You stroll leisurely up and down the aisles, pulling out whatever attracts your attention from shelves, crates or tabletops. And if you’re really lucky, you come across a little-known, marvelous gem of a book. In my case, it’s the Dictionary of Humorous Quotations, edited by Evan Esar.
Originally published in 1949, this little paperback book contains a treasure trove of humorous quotations by people all over the world. It is full of sass and wisdom.
There are some of the people you’d expect to see, such as Dorothy Parker, Will Rogers, Mark Twain, George Bernard Shaw and James Thurber, who are known for their humor. The book also has some surprises, such as Abraham Lincoln and Winston Churchill, as well as quite a few people of whom I’ve never heard. Thankfully, Esar put in a few words next to each person’s name so I know when they lived and who they were.
There isn’t room to put all of the quotations here, but I’ll share some of the best. (Hopefully, nobody will take offense, chase me down and whack me upside the head with a dangling participle. I only mean to amuse and I’ll insult each gender equally.) Enjoy!
John Steinbeck — Coney Island: where the surf is one-third water and two-thirds people.
Abraham Lincoln — He can compress the most words into the smallest ideas of any man I ever met.
Helen Rowland — Love, the quest; marriage, the conquest; divorce, the inquest.
Robert Louis Stevenson — He sows hurry and reaps indigestion.
Mark Twain — His money is twice tainted: ‘taint yours and ‘taint mine.

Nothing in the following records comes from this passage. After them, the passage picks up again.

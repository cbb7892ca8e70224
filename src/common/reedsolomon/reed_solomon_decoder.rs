/*
 * Copyright 2007 ZXing authors
 *
 * Licensed under the Apache License, Version 2.0 (the "License");
 * you may not use this file except in compliance with the License.
 * You may obtain a copy of the License at
 *
 *      http://www.apache.org/licenses/LICENSE-2.0
 *
 * Unless required by applicable law or agreed to in writing, software
 * distributed under the License is distributed on an "AS IS" BASIS,
 * WITHOUT WARRANTIES OR CONDITIONS OF ANY KIND, either express or implied.
 * See the License for the specific language governing permissions and
 * limitations under the License.
 */

use crate::common::Result;
use crate::Exceptions;

use super::{GenericGf, GenericGfPoly};

/// Syndrome decoder for GF(2^8): syndrome computation, the Euclidean
/// algorithm for the error locator/evaluator, Chien search, and Forney's
/// formula, corresting `received` in place.
#[derive(Debug, Clone, Copy)]
pub struct ReedSolomonDecoder<'f> {
    field: &'f GenericGf,
}

impl<'f> ReedSolomonDecoder<'f> {
    pub fn new(field: &'f GenericGf) -> Self {
        Self { field }
    }

    pub fn decode(&self, received: &mut [i32], num_ec_codewords: usize) -> Result<()> {
        let field = self.field;
        let poly = GenericGfPoly::new(received);
        let mut syndrome_coefficients = vec![0i32; num_ec_codewords];
        let mut no_error = true;
        for i in 0..num_ec_codewords {
            let eval = poly.evaluate_at(field, field.exp(i as i32 + field.generator_base()));
            let idx = syndrome_coefficients.len() - 1 - i;
            syndrome_coefficients[idx] = eval;
            if eval != 0 {
                no_error = false;
            }
        }
        if no_error {
            return Ok(());
        }

        let syndrome = GenericGfPoly::new(&syndrome_coefficients);
        let monomial = field.build_monomial(num_ec_codewords as i32, 1);
        let (sigma, omega) = self.run_euclidean_algorithm(&monomial, &syndrome, num_ec_codewords)?;

        let error_locations = self.find_error_locations(&sigma)?;
        let error_magnitudes = self.find_error_magnitudes(&omega, &error_locations);

        for (i, &location) in error_locations.iter().enumerate() {
            let position = received.len() as i32 - 1 - field.log(location);
            if position < 0 {
                return Err(Exceptions::checksum_with("bad error location"));
            }
            received[position as usize] = GenericGf::add_or_subtract(received[position as usize], error_magnitudes[i]);
        }
        Ok(())
    }

    fn run_euclidean_algorithm(
        &self,
        a: &GenericGfPoly,
        b: &GenericGfPoly,
        r: usize,
    ) -> Result<(GenericGfPoly, GenericGfPoly)> {
        let field = self.field;
        let (mut r_last, mut r_cur) = if a.degree() < b.degree() {
            (b.clone(), a.clone())
        } else {
            (a.clone(), b.clone())
        };

        let mut t_last = field.zero();
        let mut t_cur = field.one();

        while r_cur.degree() >= r / 2 {
            let r_last_last = r_last;
            let t_last_last = t_last;
            r_last = r_cur;
            t_last = t_cur;

            if r_last.is_zero() {
                return Err(Exceptions::checksum_with("r_last is zero"));
            }

            r_cur = r_last_last;
            let mut q = field.zero();
            let denominator_leading_term = r_last.get_coefficient(r_last.degree());
            let dlt_inverse = field.inverse(denominator_leading_term);

            while r_cur.degree() >= r_last.degree() && !r_cur.is_zero() {
                let degree_diff = r_cur.degree() - r_last.degree();
                let scale = field.multiply(r_cur.get_coefficient(r_cur.degree()), dlt_inverse);
                q = q.add_or_subtract(&field.build_monomial(degree_diff as i32, scale));
                r_cur = r_cur.add_or_subtract(&r_last.multiply_by_monomial(field, degree_diff as i32, scale));
            }

            t_cur = q.multiply(field, &t_last).add_or_subtract(&t_last_last);

            if r_cur.degree() >= r_last.degree() {
                return Err(Exceptions::runtime_with(
                    "division algorithm failed to reduce polynomial degree",
                ));
            }
        }

        let sigma_tilde_at_zero = t_cur.get_coefficient(0);
        if sigma_tilde_at_zero == 0 {
            return Err(Exceptions::checksum_with("sigma(0) is zero"));
        }

        let inverse = field.inverse(sigma_tilde_at_zero);
        let sigma = t_cur.multiply_by_scalar(field, inverse);
        let omega = r_cur.multiply_by_scalar(field, inverse);
        Ok((sigma, omega))
    }

    fn find_error_locations(&self, error_locator: &GenericGfPoly) -> Result<Vec<i32>> {
        let field = self.field;
        let num_errors = error_locator.degree();
        if num_errors == 1 {
            return Ok(vec![error_locator.get_coefficient(1)]);
        }
        let mut result = vec![0i32; num_errors];
        let mut e = 0usize;
        let mut i = 1i32;
        while i < field.size() && e < num_errors {
            if error_locator.evaluate_at(field, i) == 0 {
                result[e] = field.inverse(i);
                e += 1;
            }
            i += 1;
        }
        if e != num_errors {
            return Err(Exceptions::checksum_with("error locator degree does not match number of roots"));
        }
        Ok(result)
    }

    fn find_error_magnitudes(&self, error_evaluator: &GenericGfPoly, error_locations: &[i32]) -> Vec<i32> {
        let field = self.field;
        let s = error_locations.len();
        let mut result = vec![0i32; s];
        for (i, &xi_inverse) in error_locations.iter().enumerate() {
            let mut error_locator_derivative_coefficient = 1i32;
            for (j, &location) in error_locations.iter().enumerate() {
                if i == j {
                    continue;
                }
                let term = field.multiply(location, xi_inverse);
                let term = GenericGf::add_or_subtract(1, term);
                error_locator_derivative_coefficient = field.multiply(error_locator_derivative_coefficient, term);
            }
            result[i] = field.multiply(
                error_evaluator.evaluate_at(field, xi_inverse),
                field.inverse(error_locator_derivative_coefficient),
            );
            if field.generator_base() != 0 {
                result[i] = field.multiply(result[i], xi_inverse);
            }
        }
        result
    }
}

#[cfg(test)]
mod tests {
    use super::super::QR_CODE_FIELD_256;
    use super::*;

    fn encode(data: &[i32], num_ec: usize) -> Vec<i32> {
        let field = &*QR_CODE_FIELD_256;
        let mut generator = field.one();
        for i in 0..num_ec {
            generator = generator.multiply(field, &GenericGfPoly::new(&[1, field.exp(i as i32 + field.generator_base())]));
        }

        let mut info_coefficients = vec![0i32; data.len() + num_ec];
        info_coefficients[..data.len()].copy_from_slice(data);
        let info = GenericGfPoly::new(&info_coefficients);
        let info = info.multiply_by_monomial(field, num_ec as i32, 1);
        let (_, remainder) = info.divide(field, &generator);

        let mut result = info_coefficients;
        let rem_coeffs = remainder.coefficients();
        let offset = num_ec - rem_coeffs.len();
        for (i, &c) in rem_coeffs.iter().enumerate() {
            result[data.len() + offset + i] = c;
        }
        result
    }

    #[test]
    fn decode_round_trip_with_no_errors() {
        let field = &*QR_CODE_FIELD_256;
        let data = [10, 20, 30, 40, 50];
        let mut encoded = encode(&data, 10);
        let decoder = ReedSolomonDecoder::new(field);
        decoder.decode(&mut encoded, 10).unwrap();
        assert_eq!(&encoded[..data.len()], &data);
    }

    #[test]
    fn decode_recovers_from_correctable_errors() {
        let field = &*QR_CODE_FIELD_256;
        let data = [1, 2, 3, 4, 5, 6, 7, 8];
        let num_ec = 10;
        let mut encoded = encode(&data, num_ec);

        encoded[0] ^= 0xFF;
        encoded[3] ^= 0x7A;
        encoded[9] ^= 0x13;
        encoded[12] ^= 0x45;
        encoded[15] ^= 0x02;

        let decoder = ReedSolomonDecoder::new(field);
        decoder.decode(&mut encoded, num_ec).unwrap();
        assert_eq!(&encoded[..data.len()], &data);
    }

    #[test]
    fn decode_fails_when_errors_exceed_capacity() {
        let field = &*QR_CODE_FIELD_256;
        let data = [1, 2, 3, 4, 5];
        let num_ec = 6;
        let mut encoded = encode(&data, num_ec);
        for c in encoded.iter_mut().take(5) {
            *c ^= 0xFF;
        }
        let decoder = ReedSolomonDecoder::new(field);
        assert!(decoder.decode(&mut encoded, num_ec).is_err());
    }
}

Edgar Allan Poe — I have great faith in fools; self-confidence my friends call it.
Oliver Herford — Diplomacy: lying in state.
Dorothy Parker — A girl’s best friend is her mutter.
Lord Palmerston — The best thing for the inside of a man is the outside of a horse.
Franklin Delano Roosevelt — When you get to the end of your rope, tie a knot and hang on.
Mary Heaton Vorse — The art of writing is the art of applying the seat of the pants to the seat of the chair.